→ Task brief
Below are the records; collect from them each line containing the string "global".

→ Data extract
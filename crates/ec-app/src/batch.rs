//! Boucle par sujet de chaque étape.
//!
//! Every subject is processed independently: a failure is logged with the
//! subject code and the loop moves on.

use std::path::Path;

use anyhow::{Context, Result};
use ec_cohort::CohortAggregator;
use ec_cohort::relabel::correct_assignment;
use ec_cohort::table::{save_records, subject_path};
use ec_core::config::{AnalysisConfig, DecompositionMode, PhaseConfig};
use ec_core::decomposition::{Decomposer, Precomputed, RawSignal};
use ec_core::events::EventStream;
use ec_core::score::Modality;
use ec_core::CoreError;
use ec_decode::{DigitalChannels, DigitalEventDecoder};
use ec_score::scl::relative_scl;

use crate::io::{
    DIGITAL, EDA, EMG, EVENTS, decomposition_file, discover_subjects, read_signal, subject_file,
    write_rows,
};

/// Counts of one stage run.
#[derive(Clone, Copy, Debug, Default, PartialEq, Eq)]
pub struct StageReport {
    pub processed: usize,
    pub failed: usize,
}

/// Run `step` for each subject, at most `stop_after` of them.
fn for_each_subject<F>(codes: &[String], stop_after: Option<usize>, stage: &str, mut step: F) -> StageReport
where
    F: FnMut(&str) -> Result<()>,
{
    let limit = stop_after.unwrap_or(usize::MAX);
    if codes.len() > limit {
        log::info!("{stage} : arrêt après {limit} sujets sur {}", codes.len());
    }
    let mut report = StageReport::default();
    for code in codes.iter().take(limit) {
        log::info!("{stage} : {code}");
        match step(code) {
            Ok(()) => report.processed += 1,
            Err(e) => {
                log::warn!("{stage} : {code} abandonné : {e:#}");
                report.failed += 1;
            }
        }
    }
    report
}

/// Décode `<CODE>_digital.txt` en `<CODE>_events.txt`.
///
/// # Errors
/// Fails only if the raw directory cannot be listed.
pub fn run_decode(config: &AnalysisConfig, stop_after: Option<usize>) -> Result<StageReport> {
    let raw = &config.paths.raw_dir;
    let decoder = DigitalEventDecoder::from_config(&config.decoder);
    let codes = discover_subjects(raw, DIGITAL)?;
    Ok(for_each_subject(&codes, stop_after, "decode", |code| {
        let channels = DigitalChannels::load(&subject_file(raw, code, DIGITAL), config.decoder.threshold)?;
        let events = decoder.decode(&channels);
        log::debug!("{code} : {} événements", events.len());
        events.save(&subject_file(raw, code, EVENTS))
    }))
}

fn decomposer_for(
    raw: &Path,
    code: &str,
    mode: DecompositionMode,
) -> impl FnMut(&PhaseConfig) -> Result<Box<dyn Decomposer>, CoreError> {
    move |phase: &PhaseConfig| -> Result<Box<dyn Decomposer>, CoreError> {
        match mode {
            DecompositionMode::Raw => Ok(Box::new(RawSignal)),
            DecompositionMode::Precomputed => {
                let path = decomposition_file(raw, code, &phase.name);
                let table = Precomputed::load(&path)
                    .map_err(|e| CoreError::Decomposition(format!("{e:#}")))?;
                Ok(Box::new(table))
            }
        }
    }
}

/// Score EDA for every subject with an `_eda.txt` signal and write the
/// per-subject tables plus `scl.csv`.
///
/// # Errors
/// Fails if the raw directory cannot be listed or `scl.csv` cannot be written.
pub fn run_eda(config: &AnalysisConfig, stop_after: Option<usize>) -> Result<StageReport> {
    let raw = &config.paths.raw_dir;
    let stat = &config.paths.stat_dir;
    let codes = discover_subjects(raw, EDA)?;
    let mut scl_codes = Vec::new();
    let mut scl_rows = Vec::new();

    let report = for_each_subject(&codes, stop_after, "eda", |code| {
        let signal = read_signal(&subject_file(raw, code, EDA))?;
        let events = EventStream::load(&subject_file(raw, code, EVENTS))?;
        let mut subject = ec_score::eda::score_subject(
            code,
            &signal,
            &events,
            &config.eda,
            decomposer_for(raw, code, config.eda.decomposition),
        )?;
        correct_assignment(code, &mut subject.records, &config.cohort);
        save_records(&subject_path(stat, Modality::Eda, code), &subject.records)?;
        scl_codes.push(code.to_owned());
        scl_rows.push(subject.levels);
        Ok(())
    });

    if !scl_rows.is_empty() {
        let width = scl_rows.iter().map(Vec::len).max().unwrap_or(0);
        let header: Vec<String> = std::iter::once("code".to_owned())
            .chain(scl_header(config, width))
            .collect();
        let rows: Vec<(String, Vec<f64>)> = scl_codes.into_iter().zip(relative_scl(&scl_rows)).collect();
        std::fs::create_dir_all(stat)?;
        write_rows(&stat.join("scl.csv"), &header, &rows).context("Écriture de scl.csv")?;
    }
    Ok(report)
}

/// `<phase>_<block>` for every configured SCL block, padded to `width`.
fn scl_header(config: &AnalysisConfig, width: usize) -> Vec<String> {
    let mut names: Vec<String> = config
        .eda
        .phases
        .iter()
        .flat_map(|p| (1..=p.scl_blocks).map(move |b| format!("{}_{b}", p.name)))
        .collect();
    while names.len() < width {
        names.push(format!("block_{}", names.len() + 1));
    }
    names.truncate(width);
    names
}

/// Score EMG for every subject with an `_emg.txt` signal.
///
/// # Errors
/// Fails only if the raw directory cannot be listed.
pub fn run_emg(config: &AnalysisConfig, stop_after: Option<usize>) -> Result<StageReport> {
    let raw = &config.paths.raw_dir;
    let stat = &config.paths.stat_dir;
    let codes = discover_subjects(raw, EMG)?;
    Ok(for_each_subject(&codes, stop_after, "emg", |code| {
        let signal = read_signal(&subject_file(raw, code, EMG))?;
        let events = EventStream::load(&subject_file(raw, code, EVENTS))?;
        let mut records = ec_score::emg::score_subject(code, &signal, &events, &config.emg)?;
        correct_assignment(code, &mut records, &config.cohort);
        save_records(&subject_path(stat, Modality::Emg, code), &records)
    }))
}

/// Build and write the cohort tables of both modalities.
///
/// # Errors
/// Fails if a table directory cannot be listed or an output file cannot be
/// written.
pub fn run_collect(config: &AnalysisConfig) -> Result<()> {
    for modality in [Modality::Emg, Modality::Eda] {
        let mut cohort = CohortAggregator::new(modality, config.cohort.clone());
        cohort.collect_dir(&config.paths.stat_dir)?;
        let table = cohort.finish();
        for path in table.save(&config.paths.stat_dir)? {
            log::info!("Écrit : {}", path.display());
        }
    }
    Ok(())
}
use std::path::PathBuf;

use clap::{Parser, Subcommand};

/// emocon : scoring EDA / EMG du conditionnement de peur.
#[derive(Parser, Debug)]
#[command(version, about, long_about = None)]
pub struct Cli {
    /// Étape à exécuter.
    #[command(subcommand)]
    pub command: Command,

    /// Fichier de configuration TOML. Défaut : config/default.toml.
    #[arg(short, long, default_value = "config/default.toml", global = true)]
    pub config: PathBuf,

    /// Niveau de log : error, warn, info, debug, trace.
    #[arg(long, default_value = "warn", global = true)]
    pub log_level: String,

    /// Ne traiter que les N premiers sujets.
    #[arg(long, global = true)]
    pub stop_after: Option<usize>,
}

#[derive(Subcommand, Debug, Clone, Copy, PartialEq, Eq)]
pub enum Command {
    /// Décoder les lignes numériques en fichiers d'événements.
    Decode,
    /// Scorer la conductance cutanée de chaque sujet.
    Eda,
    /// Scorer les sursauts EMG de chaque sujet.
    Emg,
    /// Assembler les tables de cohorte (exclusion + normalisation).
    Collect,
    /// Toutes les étapes, dans l'ordre.
    All,
}
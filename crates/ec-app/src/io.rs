//! Raw-data file layout: `<CODE>_<suffix>.txt` files in one directory.

use std::fs;
use std::path::{Path, PathBuf};

use anyhow::{Context, Result};

pub const DIGITAL: &str = "digital";
pub const EVENTS: &str = "events";
pub const EDA: &str = "eda";
pub const EMG: &str = "emg";

/// `dir/<CODE>_<suffix>.txt`
#[must_use]
pub fn subject_file(dir: &Path, code: &str, suffix: &str) -> PathBuf {
    dir.join(format!("{code}_{suffix}.txt"))
}

/// Precomputed decomposition of one phase: `dir/<CODE>_<phase>_decomposition.txt`.
#[must_use]
pub fn decomposition_file(dir: &Path, code: &str, phase: &str) -> PathBuf {
    subject_file(dir, code, &format!("{phase}_decomposition"))
}

fn is_subject_code(s: &str) -> bool {
    !s.is_empty() && s.bytes().all(|b| b.is_ascii_uppercase() || b.is_ascii_digit())
}

/// Codes of every subject with a `<CODE>_<suffix>.txt` file, sorted.
///
/// # Errors
/// Fails if `dir` cannot be listed.
pub fn discover_subjects(dir: &Path, suffix: &str) -> Result<Vec<String>> {
    let tail = format!("_{suffix}.txt");
    let mut codes = Vec::new();
    for entry in fs::read_dir(dir).with_context(|| format!("Dossier illisible : {}", dir.display()))? {
        let name = entry?.file_name();
        let Some(name) = name.to_str() else {
            continue;
        };
        if let Some(code) = name.strip_suffix(&tail)
            && is_subject_code(code)
        {
            codes.push(code.to_owned());
        }
    }
    codes.sort();
    Ok(codes)
}

/// Read a signal stored as one value per line. Blank lines are skipped.
///
/// # Errors
/// Fails if the file cannot be read or a line is not a number.
pub fn read_signal(path: &Path) -> Result<Vec<f64>> {
    let text =
        fs::read_to_string(path).with_context(|| format!("Impossible de lire {}", path.display()))?;
    text.lines()
        .enumerate()
        .filter(|(_, l)| !l.trim().is_empty())
        .map(|(i, l)| {
            l.trim()
                .parse::<f64>()
                .with_context(|| format!("{} ligne {} : valeur invalide", path.display(), i + 1))
        })
        .collect()
}

/// Write a table of rows as CSV with a header.
///
/// # Errors
/// Fails if the file cannot be written.
pub fn write_rows(path: &Path, header: &[String], rows: &[(String, Vec<f64>)]) -> Result<()> {
    let mut csv = header.join(",");
    csv.push('\n');
    for (code, values) in rows {
        csv.push_str(code);
        for v in values {
            csv.push(',');
            if v.is_finite() {
                csv.push_str(&v.to_string());
            }
        }
        csv.push('\n');
    }
    fs::write(path, csv).with_context(|| format!("Impossible d'écrire {}", path.display()))
}
//! Cohort assembly: exclusion then normalization, subject by subject.

use std::path::{Path, PathBuf};

use anyhow::Result;
use ec_core::config::CohortConfig;
use ec_core::score::{Modality, ScoreRecord};

use crate::exclusion::{Verdict, verdict};
use crate::normalize::normalize;
use crate::summary::{Summary, summarize};
use crate::table::{load_records, save_records, subject_tables, write_csv};

/// Combined table of one modality.
#[derive(Clone, Debug)]
pub struct CohortTable {
    pub modality: Modality,
    /// Normalized records of the retained subjects, in insertion order.
    pub records: Vec<ScoreRecord>,
    pub retained: Vec<String>,
    /// `(code, reason)`
    pub excluded: Vec<(String, String)>,
}

/// Accumule les sujets d'une modalité et produit la table de cohorte.
///
/// # Example
/// ```
/// use ec_cohort::CohortAggregator;
/// use ec_core::config::CohortConfig;
/// use ec_core::score::{Modality, Score, ScoreRecord};
/// let mut cohort = CohortAggregator::new(Modality::Emg, CohortConfig::default());
/// let records: Vec<ScoreRecord> = (0..6)
///     .map(|i| ScoreRecord::new("ABC", "obs CS+".into(), i + 1, Score::valid(f64::from(i as u8) + 1.0, None)))
///     .collect();
/// assert!(cohort.add_subject("ABC", records).is_retained());
/// let table = cohort.finish();
/// assert_eq!(table.retained, vec!["ABC"]);
/// ```
#[derive(Clone, Debug)]
pub struct CohortAggregator {
    modality: Modality,
    config: CohortConfig,
    table: CohortTable,
}

impl CohortAggregator {
    #[must_use]
    pub fn new(modality: Modality, config: CohortConfig) -> Self {
        Self {
            modality,
            config,
            table: CohortTable {
                modality,
                records: Vec::new(),
                retained: Vec::new(),
                excluded: Vec::new(),
            },
        }
    }

    /// Check one subject and, if retained, append its normalized records.
    pub fn add_subject(&mut self, code: &str, mut records: Vec<ScoreRecord>) -> Verdict {
        let outcome = verdict(self.modality, code, &records, &self.config);
        match &outcome {
            Verdict::Retained => {
                normalize(self.modality, &mut records);
                self.table.records.extend(records);
                self.table.retained.push(code.to_owned());
            }
            Verdict::Excluded(reason) => {
                self.table.excluded.push((code.to_owned(), reason.clone()));
            }
        }
        outcome
    }

    /// Load every per-subject table of the modality under `stat_dir`.
    ///
    /// An unreadable table is logged and skipped.
    ///
    /// # Errors
    /// Fails only if the table directory cannot be listed.
    pub fn collect_dir(&mut self, stat_dir: &Path) -> Result<()> {
        for (code, path) in subject_tables(stat_dir, self.modality)? {
            match load_records(&path) {
                Ok(records) => {
                    self.add_subject(&code, records);
                }
                Err(e) => log::warn!("{code} ignoré : {e:#}"),
            }
        }
        Ok(())
    }

    #[must_use]
    pub fn finish(self) -> CohortTable {
        log::info!(
            "Cohorte {} : {} sujets retenus, {} exclus",
            self.modality,
            self.table.retained.len(),
            self.table.excluded.len()
        );
        self.table
    }
}

impl CohortTable {
    #[must_use]
    pub fn summary(&self) -> Summary {
        summarize(&self.records, self.modality)
    }

    /// Write `<modality>.bin`, `<modality>.csv` and `<modality>_summary.csv`
    /// into `stat_dir`. Returns the written paths.
    ///
    /// # Errors
    /// Fails on the first file that cannot be written.
    pub fn save(&self, stat_dir: &Path) -> Result<Vec<PathBuf>> {
        let stem = self.modality.as_str();
        let bin = stat_dir.join(format!("{stem}.bin"));
        let csv = stat_dir.join(format!("{stem}.csv"));
        let summary = stat_dir.join(format!("{stem}_summary.csv"));

        save_records(&bin, &self.records)?;
        write_csv(&csv, &self.records, self.modality == Modality::Eda)?;
        std::fs::write(&summary, self.summary().to_csv())?;
        Ok(vec![bin, csv, summary])
    }
}
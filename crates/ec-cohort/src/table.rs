//! Score tables on disk: bincode for lossless storage, CSV for reading.

use std::fs::{self, File};
use std::io::{BufReader, BufWriter};
use std::path::{Path, PathBuf};

use anyhow::{Context, Result};
use ec_core::score::{Modality, ScoreRecord};

/// Directory holding the per-subject tables of a modality.
#[must_use]
pub fn subject_dir(stat_dir: &Path, modality: Modality) -> PathBuf {
    stat_dir.join(modality.as_str())
}

/// `stat_dir/<modality>/<CODE>.bin`
#[must_use]
pub fn subject_path(stat_dir: &Path, modality: Modality, code: &str) -> PathBuf {
    subject_dir(stat_dir, modality).join(format!("{code}.bin"))
}

/// Sérialise une table (bincode), en créant le dossier parent si besoin.
///
/// # Errors
/// Fails if the directory or the file cannot be written.
pub fn save_records(path: &Path, records: &[ScoreRecord]) -> Result<()> {
    if let Some(parent) = path.parent() {
        fs::create_dir_all(parent)
            .with_context(|| format!("Impossible de créer {}", parent.display()))?;
    }
    let file = File::create(path).with_context(|| format!("Impossible d'écrire {}", path.display()))?;
    bincode::serialize_into(BufWriter::new(file), records)
        .with_context(|| format!("Sérialisation de {}", path.display()))?;
    Ok(())
}

/// Read back a table written by [`save_records`].
///
/// # Errors
/// Fails if the file is missing or was not written by this program.
pub fn load_records(path: &Path) -> Result<Vec<ScoreRecord>> {
    let file = File::open(path).with_context(|| format!("Impossible de lire {}", path.display()))?;
    bincode::deserialize_from(BufReader::new(file))
        .with_context(|| format!("Table corrompue : {}", path.display()))
}

/// Per-subject tables of a modality, as `(code, path)` sorted by code.
///
/// A missing directory yields no table.
///
/// # Errors
/// Fails if the directory exists but cannot be listed.
pub fn subject_tables(stat_dir: &Path, modality: Modality) -> Result<Vec<(String, PathBuf)>> {
    let dir = subject_dir(stat_dir, modality);
    if !dir.is_dir() {
        log::warn!("Aucune table {modality} dans {}", dir.display());
        return Ok(Vec::new());
    }
    let mut tables = Vec::new();
    for entry in fs::read_dir(&dir)? {
        let path = entry?.path();
        if path.extension().and_then(|e| e.to_str()) != Some("bin") {
            continue;
        }
        if let Some(code) = path.file_stem().and_then(|s| s.to_str()) {
            tables.push((code.to_owned(), path.clone()));
        }
    }
    tables.sort();
    Ok(tables)
}

fn cell(value: Option<f64>) -> String {
    value.map(|v| v.to_string()).unwrap_or_default()
}

/// Flatten records to CSV. Invalid amplitudes and missing peak times are
/// empty cells.
///
/// # Example
/// ```
/// use ec_cohort::table::to_csv;
/// use ec_core::score::{Score, ScoreRecord};
/// let records = [ScoreRecord::new("ABC", "obs CS+".into(), 1, Score::valid(0.5, None))];
/// assert_eq!(to_csv(&records, false), "code,stimulus,trial,amplitude\nABC,obs CS+,1,0.5\n");
/// ```
#[must_use]
pub fn to_csv(records: &[ScoreRecord], with_peak_time: bool) -> String {
    let mut csv = String::from("code,stimulus,trial,amplitude");
    if with_peak_time {
        csv.push_str(",peak_time");
    }
    csv.push('\n');
    for r in records {
        csv.push_str(&format!(
            "{},{},{},{}",
            r.code,
            r.stimulus,
            r.trial,
            cell(r.amplitude.value())
        ));
        if with_peak_time {
            csv.push(',');
            csv.push_str(&cell(r.peak_time));
        }
        csv.push('\n');
    }
    csv
}

/// Write [`to_csv`] output to `path`.
///
/// # Errors
/// Fails if the file cannot be written.
pub fn write_csv(path: &Path, records: &[ScoreRecord], with_peak_time: bool) -> Result<()> {
    fs::write(path, to_csv(records, with_peak_time))
        .with_context(|| format!("Impossible d'écrire {}", path.display()))
}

→ Exercise answer
    #[arg(short, long, default_value = "config/default.toml", global = true)]
    #[arg(long, default_value = "warn", global = true)]
    #[arg(long, global = true)]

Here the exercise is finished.